Hi All!
Let me just preface this post by saying that I was up until 2:00 this morning feeling really, really sick. The kind of sickness that rhymes with Korea. Not pleasant. Anyway, due to my lack of sleep and my need to get ready to head "to work," I am a bit . . . "off."
I didn't walk today - another reason I feel "off." I figured that I needed more than four hours of sleep so I got up, took my meds, told Hubby to buy lunch today, and headed back to the Land of Nod.
Skor woke me up about an hour later - checking to see if I was still alive? Wondering why I wasn't up and out of the house? After making sure he had food and cleaning up more water (Apparently, Skor put his string in his water fountain last night. The string has amazing wicking properties which took most of the water out of the fountain and spread it over our kitchen floor! Hubby cleaned most of it up be didn't move the laundry basket full of clothes which was sitting there and that had a BIG puddle under it when I moved it this morning. Fun, fun!), I headed back to Snoozeville.

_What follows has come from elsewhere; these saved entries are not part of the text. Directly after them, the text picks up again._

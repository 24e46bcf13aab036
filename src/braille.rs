use crate::surface::{DrawSurface, SurfaceRect};
use ratatui::style::Color;

/// Braille character rendering for high-resolution terminal graphics.
/// Each Braille character represents a 2x4 grid of dots (8 dots total).
///
/// Dot positions and their bit values:
/// ```text
/// (0,0)=0x01  (1,0)=0x08
/// (0,1)=0x02  (1,1)=0x10
/// (0,2)=0x04  (1,2)=0x20
/// (0,3)=0x40  (1,3)=0x80
/// ```
///
/// Unicode Braille patterns: U+2800 to U+28FF (256 patterns)
const BRAILLE_BASE: u32 = 0x2800;

/// Dot position to bit mapping for Braille characters
const BRAILLE_DOTS: [[u8; 4]; 2] = [
    [0x01, 0x02, 0x04, 0x40], // Left column (x=0): rows 0,1,2,3
    [0x08, 0x10, 0x20, 0x80], // Right column (x=1): rows 0,1,2,3
];

/// A single rendered Braille cell with position and color
#[derive(Clone, Copy, Debug, PartialEq)]
pub struct BrailleCell {
    pub x: u16,
    pub y: u16,
    pub char: char,
    pub color: Color,
}

/// A dot painted by a fill, with the order it was painted in
#[derive(Clone, Copy)]
struct Dot {
    color: Color,
    layer: u16,
}

/// Drawing surface made of Braille dots. One dot is one surface unit, so a
/// `w` x `h` character canvas is `2w` x `4h` units.
pub struct BrailleCanvas {
    width: u16,
    height: u16,
    dots: Vec<Option<Dot>>,
    layer: u16,
}

impl BrailleCanvas {
    pub fn new(canvas_width: u16, canvas_height: u16) -> Self {
        let dot_count = canvas_width as usize * 2 * canvas_height as usize * 4;
        Self {
            width: canvas_width,
            height: canvas_height,
            dots: vec![None; dot_count],
            layer: 0,
        }
    }

    fn dot_width(&self) -> usize {
        self.width as usize * 2
    }

    fn dot_height(&self) -> usize {
        self.height as usize * 4
    }

    fn paint(&mut self, x: usize, y: usize, color: Color) {
        if x < self.dot_width() && y < self.dot_height() {
            let idx = y * self.dot_width() + x;
            self.dots[idx] = Some(Dot {
                color,
                layer: self.layer,
            });
        }
    }

    /// Collapse the dots into Braille characters. A character takes the
    /// color of its most recently painted dot.
    pub fn cells(&self) -> Vec<BrailleCell> {
        let mut cells = Vec::with_capacity(self.width as usize * self.height as usize);

        for cy in 0..self.height {
            for cx in 0..self.width {
                let mut pattern: u8 = 0;
                let mut top: Option<Dot> = None;

                let base_bx = cx as usize * 2;
                let base_by = cy as usize * 4;

                for dx in 0..2 {
                    for dy in 0..4 {
                        let idx = (base_by + dy) * self.dot_width() + base_bx + dx;
                        if let Some(dot) = self.dots[idx] {
                            pattern |= BRAILLE_DOTS[dx][dy];
                            if top.map_or(true, |t| dot.layer >= t.layer) {
                                top = Some(dot);
                            }
                        }
                    }
                }

                // Only emit cells that have at least one dot
                if let Some(dot) = top {
                    let braille_char = char::from_u32(BRAILLE_BASE + pattern as u32).unwrap_or(' ');
                    cells.push(BrailleCell {
                        x: cx,
                        y: cy,
                        char: braille_char,
                        color: dot.color,
                    });
                }
            }
        }

        cells
    }
}

impl DrawSurface for BrailleCanvas {
    fn size(&self) -> (f32, f32) {
        (self.dot_width() as f32, self.dot_height() as f32)
    }

    /// The terminal background shows through unpainted dots
    fn clear(&mut self, _color: Color) {
        self.dots.iter_mut().for_each(|dot| *dot = None);
        self.layer = 0;
    }

    fn fill_rects(&mut self, rects: &[SurfaceRect], color: Color) {
        self.layer = self.layer.saturating_add(1);
        for rect in rects {
            // A rect smaller than a dot still lights the dot it starts in
            let x0 = rect.x.max(0.0).floor() as usize;
            let y0 = rect.y.max(0.0).floor() as usize;
            let x1 = ((rect.x + rect.width).ceil() as usize).max(x0 + 1);
            let y1 = ((rect.y + rect.height).ceil() as usize).max(y0 + 1);
            for y in y0..y1.min(self.dot_height()) {
                for x in x0..x1.min(self.dot_width()) {
                    self.paint(x, y, color);
                }
            }
        }
    }

    fn stroke_border(&mut self, color: Color) {
        self.layer = self.layer.saturating_add(1);
        let (w, h) = (self.dot_width(), self.dot_height());
        if w == 0 || h == 0 {
            return;
        }
        for x in 0..w {
            self.paint(x, 0, color);
            self.paint(x, h - 1, color);
        }
        for y in 0..h {
            self.paint(0, y, color);
            self.paint(w - 1, y, color);
        }
    }
}

#[cfg(test)]
mod tests {
    use super::*;

    #[test]
    fn test_braille_pattern() {
        // Test that single dot patterns work correctly
        assert_eq!(BRAILLE_DOTS[0][0], 0x01); // Top-left
        assert_eq!(BRAILLE_DOTS[1][0], 0x08); // Top-right
        assert_eq!(BRAILLE_DOTS[0][3], 0x40); // Bottom-left
        assert_eq!(BRAILLE_DOTS[1][3], 0x80); // Bottom-right

        // All dots should give 0xFF
        let all_dots: u8 = BRAILLE_DOTS[0].iter().sum::<u8>() + BRAILLE_DOTS[1].iter().sum::<u8>();
        assert_eq!(all_dots, 0xFF);
    }

    #[test]
    fn test_canvas_size_in_dots() {
        let canvas = BrailleCanvas::new(10, 5);
        assert_eq!(canvas.size(), (20.0, 20.0));
        assert!(canvas.cells().is_empty());
    }

    #[test]
    fn test_fill_single_dot() {
        let mut canvas = BrailleCanvas::new(2, 1);
        let rect = SurfaceRect {
            x: 3.0,
            y: 0.0,
            width: 1.0,
            height: 1.0,
        };
        canvas.fill_rects(&[rect], Color::White);

        let cells = canvas.cells();
        assert_eq!(cells.len(), 1);
        assert_eq!(cells[0].x, 1);
        assert_eq!(cells[0].char, '\u{2808}');
    }

    #[test]
    fn test_sub_dot_rect_lights_one_dot() {
        let mut canvas = BrailleCanvas::new(1, 1);
        let rect = SurfaceRect {
            x: 0.4,
            y: 2.2,
            width: 0.3,
            height: 0.3,
        };
        canvas.fill_rects(&[rect], Color::White);
        assert_eq!(canvas.cells()[0].char, char::from_u32(BRAILLE_BASE + 0x04).unwrap());
    }

    #[test]
    fn test_later_fill_wins_color() {
        let mut canvas = BrailleCanvas::new(1, 1);
        let full = SurfaceRect {
            x: 0.0,
            y: 0.0,
            width: 2.0,
            height: 4.0,
        };
        canvas.fill_rects(&[full], Color::Gray);
        canvas.fill_rects(
            &[SurfaceRect {
                x: 0.0,
                y: 0.0,
                width: 1.0,
                height: 1.0,
            }],
            Color::White,
        );
        let cells = canvas.cells();
        assert_eq!(cells[0].char, '\u{28FF}');
        assert_eq!(cells[0].color, Color::White);

        canvas.clear(Color::Black);
        assert!(canvas.cells().is_empty());
    }

    #[test]
    fn test_border_outlines_canvas() {
        let mut canvas = BrailleCanvas::new(3, 2);
        canvas.stroke_border(Color::White);
        let cells = canvas.cells();
        // Every character touches the border on a 3x2 canvas
        assert_eq!(cells.len(), 6);
        // Top-left character: left column plus top row
        let expected = char::from_u32(BRAILLE_BASE + 0x01 + 0x02 + 0x04 + 0x40 + 0x08).unwrap();
        assert_eq!(cells[0].char, expected);
    }
}
use crate::error::{Error, Result};

/// Moore neighborhood offsets as (row, col)
#[rustfmt::skip]
const MOORE_OFFSETS: [(i32, i32); 8] = [
    (-1, -1), (-1, 0), (-1, 1),
    (0, -1),           (0, 1),
    (1, -1),  (1, 0),  (1, 1),
];

/// A grid position. Coordinates are signed so that shape previews near an
/// edge can reference positions outside the grid.
#[derive(Debug, Clone, Copy, PartialEq, Eq, Hash, Default)]
pub struct Cell {
    pub row: i32,
    pub col: i32,
}

impl Cell {
    pub const fn new(row: i32, col: i32) -> Self {
        Self { row, col }
    }

    /// Translate this cell by an offset, saturating at the `i32` limits.
    /// A saturated cell is always outside any grid.
    pub fn offset(self, by: Cell) -> Cell {
        Cell::new(self.row.saturating_add(by.row), self.col.saturating_add(by.col))
    }
}

/// Fixed-size alive/dead matrix, stored row-major. The default value has no
/// cells and only serves as a placeholder while a state is moved out.
#[derive(Debug, Clone, PartialEq, Eq, Default)]
pub struct Grid {
    rows: usize,
    cols: usize,
    cells: Vec<bool>,
}

impl Grid {
    /// Create a grid with every cell dead
    pub fn new(rows: usize, cols: usize) -> Result<Self> {
        if rows == 0 || cols == 0 {
            return Err(Error::InvalidDimensions { rows, cols });
        }
        Ok(Self::dead(rows, cols))
    }

    /// Empty grid with the same dimensions as this one
    pub fn cleared(&self) -> Self {
        Self::dead(self.rows, self.cols)
    }

    fn dead(rows: usize, cols: usize) -> Self {
        Self {
            rows,
            cols,
            cells: vec![false; rows * cols],
        }
    }

    pub fn rows(&self) -> usize {
        self.rows
    }

    pub fn cols(&self) -> usize {
        self.cols
    }

    pub fn is_in_bounds(&self, cell: Cell) -> bool {
        cell.row >= 0
            && (cell.row as usize) < self.rows
            && cell.col >= 0
            && (cell.col as usize) < self.cols
    }

    fn index(&self, cell: Cell) -> Option<usize> {
        self.is_in_bounds(cell)
            .then(|| cell.row as usize * self.cols + cell.col as usize)
    }

    /// Alive state at a cell; positions outside the grid read as dead
    pub fn is_alive(&self, cell: Cell) -> bool {
        self.index(cell).is_some_and(|idx| self.cells[idx])
    }

    /// Flip one cell in place. Out-of-bounds cells are ignored.
    pub fn toggle(&mut self, cell: Cell) {
        if let Some(idx) = self.index(cell) {
            self.cells[idx] = !self.cells[idx];
        }
    }

    /// Count alive cells in the Moore neighborhood. Positions past the grid
    /// edge are excluded, there is no wraparound.
    pub fn count_live_neighbors(&self, cell: Cell) -> usize {
        MOORE_OFFSETS
            .iter()
            .filter(|&&(dr, dc)| self.is_alive(cell.offset(Cell::new(dr, dc))))
            .count()
    }

    /// Compute the next generation (B3/S23) into a fresh grid
    pub fn step(&self) -> Grid {
        let mut next = self.cleared();
        for row in 0..self.rows {
            for col in 0..self.cols {
                let cell = Cell::new(row as i32, col as i32);
                let neighbors = self.count_live_neighbors(cell);
                let alive = (self.cells[row * self.cols + col] && neighbors == 2) || neighbors == 3;
                next.cells[row * self.cols + col] = alive;
            }
        }
        next
    }

    /// Iterate over every alive cell in row-major order
    pub fn alive_cells(&self) -> impl Iterator<Item = Cell> + '_ {
        let cols = self.cols;
        self.cells
            .iter()
            .enumerate()
            .filter(|(_, &alive)| alive)
            .map(move |(idx, _)| Cell::new((idx / cols) as i32, (idx % cols) as i32))
    }

    /// Number of alive cells
    pub fn population(&self) -> usize {
        self.cells.iter().filter(|&&alive| alive).count()
    }
}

Another hour later and my alarm went off - telling me that I was supposed to be on the computer IMing with Mom. Well . . . I called her instead. We had a short (for us) conversations during which Mom told me that I would feel better if I "just got up and moved around." Let me say that Mom might not realize just how tired I am. Anyway, after that conversation, I am awake and "up."
So - I am writing my blog. My facebook farm isn't interfering this morning since I spent some quality time with it last night at about midnight or one in the morning. Some of my friends need to go to bed earlier since they were online at that time. I know, I know, I was online but really, were they all sick too?
Last night I got a call from my dear friend, J. I love J. She is in Ohio and she is one of the people I miss most. We do talk on the phone occasionally but not enough. Anyway, J called and at first I thought it was just one of our regular "catching up" phone calls. Until she told me that her husband, L, told her he wanted a divorce! What???
Now, I will be the first to admit that when J and L got married, I didn't see what she saw in him AT ALL, but, divorce? I thought that they were doing so well. Hubby and I have been to their house a number of times and they always seem so . . . well, together. Hubby, however, didn't seem too shocked. I didn't have time to get into why he wasn't that surprised last night but it will be interesting to know.
J isn't doing too well. I feel for her. My heart goes out to her. She is such a wonderful person and to be told by her husband of eleven years that he "never really loved her" has to be horrible. I am praying for J.
After getting off the phone I had a horrible feeling in the pit of my stomach. I had to make sure that Hubby loved me. Luckily, he says he does! Yeah!
Side note: Skor just jumped onto the computer desk the way he does all the time. He always hits the keyboard shelf - you know, the kind that rolls away under the desk top. Anyway, he hit that shelf and it rammed back under the desktop and is now stuck. I believe it came off the track. I just spent about five minutes trying to fix it and totally gave up. I think I will have to have Hubby look at it when he gets home. I pulled the keyboard out and have it on my lap while I am typing for the moment. I wonder if this will be my "fault?"
Oh - now Skor is a little wary of the computer desk. It was a LOUD sound when the shelf rammed back and he got scared. He won't even come in the room now! Poor kitty!
Have I mentioned that I love buying songs on iTunes? It is so fast and easy. True, you don't get an actual CD to hold in your hand and you don't get the neat liner notes but . . . still fast, easy, and fun! Most of the songs are about 99 cents. However, I just looked up some Rob Thomas songs (I heard him on my Ellen in a Minute podcast and like his style.) and HIS songs are $1.29. What? Are his songs that much better that they need to be another 30-odd cents? I am trying to decide if I liked his song well enough to actually shell out the money or if I am going to refuse on principle. What do you think?
I guess that is enough rambling for today. I should go and try to find something to eat for lunch which will help my poor, abused tummy and then I need to figure out what to wear to "work." Isn't it just like the world to "throw" me some work when I just got rid of most of my "work" clothes?
Such is life.
Trisha
Voice Update: Doing well. I seem to have recovered from the cheering on the fourth and my voice is sounding good. Still a bit of crunchiness in my neck but I will have to work on that.
P.S. What is up with the spell check feature on Blogger? It is now telling me that words are mispelled and then wants me to replace the spelling with the EXACT SAME SPELLING? Is it just bored? This is a bit nuts!
3 comments:
Oh how I despise the Korea rhyming illness...look at the bright side...maybe you lost a pound?
How terribly sad for your friend, and what a dreadful thing for her husband to say... that he never loved her! He could have just said he wanted a divorce instead of ripping her heart out too. WHAT A SHIT.
Sorry about the Korea. Ugh. And how sad for your friend.